Determining when wall-to-wall counseling is inappropriate
Although an effective technique when properly used, there are some places where wall-to-wall counseling is the wrong thing to do.
Conducting a wall-to-wall counseling session in front of the 7th Army commander, for instance, would probably not be the wisest decision, as it would probably lead to the initiation of a relief for cause NCOER. However, the presence of high level VIPs should not be the only determinant in the decision to delay or withhold a wall-to-wall counseling session.
Soldier’s physical size
Always consider the size of the soldier before initiating a wall-to-wall counseling session. If the soldier is twice your size and his forearms are bigger than your thighs, and the soldier still requires wall-to-wall counseling, a partner will be required. Details on selecting a partner will be covered in the chapter titled “Preparing for a wall-to-wall counseling session.”

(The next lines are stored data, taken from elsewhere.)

//! Admin authentication route handlers.

use axum::{Json, extract::State};
use serde::Deserialize;
use serde_json::{Value, json};
use tower_sessions::Session;

use crate::error::{AppError, Result};
use crate::middleware::{OptionalAdminAuth, clear_current_admin, set_current_admin};
use crate::models::CurrentAdmin;
use crate::services::verify_admin_credentials;
use crate::state::AppState;

/// Login form data.
#[derive(Debug, Deserialize)]
pub struct LoginForm {
    pub email: String,
    pub password: String,
}

/// Handle admin login.
///
/// Checks the submitted pair against the single configured credential; on
/// success binds the admin flag to the session.
pub async fn login(
    State(state): State<AppState>,
    session: Session,
    Json(form): Json<LoginForm>,
) -> Result<Json<Value>> {
    if !verify_admin_credentials(state.config(), &form.email, &form.password) {
        return Err(AppError::Unauthorized(
            "Invalid admin credentials".to_string(),
        ));
    }

    set_current_admin(&session, &CurrentAdmin { email: form.email })
        .await
        .map_err(|e| AppError::Internal(format!("failed to set session: {e}")))?;

    Ok(Json(json!({ "success": true })))
}

/// Handle admin logout. Destroys the session state unconditionally.
pub async fn logout(session: Session) -> Json<Value> {
    if let Err(e) = clear_current_admin(&session).await {
        tracing::error!("Failed to clear session: {}", e);
    }

    if let Err(e) = session.flush().await {
        tracing::error!("Failed to flush session: {}", e);
    }

    Json(json!({ "success": true }))
}

/// Report whether the caller holds an admin session.
pub async fn status(OptionalAdminAuth(admin): OptionalAdminAuth) -> Json<Value> {
    Json(json!({ "authenticated": admin.is_some() }))
}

Soldier’s hobbies and interests
While leadership actions rarely require you to take into account the soldier’s hobbies, this is one place where knowledge of what the soldier does for fun may prove immensely helpful. If the soldier is heavily involved in kick boxing, martial arts or just happens to be the world heavyweight wrestling champion, a simple wall-to-wall counseling session may turn into a trip to the hospital for both the leader and his assistants. In such cases, restraint and discipline will prove profitable for all concerned.
Wall-to-wall counseling after drinking binges
Leadership actions should never be conducted while you are impaired by alcohol. Ass-beatings given after a six-pack have three drawbacks:
The soldier will not realize the purpose of the session. He will, instead, believe that you got wasted and beat the shit out of him for no reason whatsoever. You will lose respect m the soldier’s eyes as well as in the eyes of the rest of your unit. The soldier may decide to reciprocate and wall-to-wall counsel you at a later time on your transgression. Since wall-to-wall counseling is a tool only the wise leader who knows his troops intimately can properly use, its use by subordinates who may decide to rashly apply it is inadvisable.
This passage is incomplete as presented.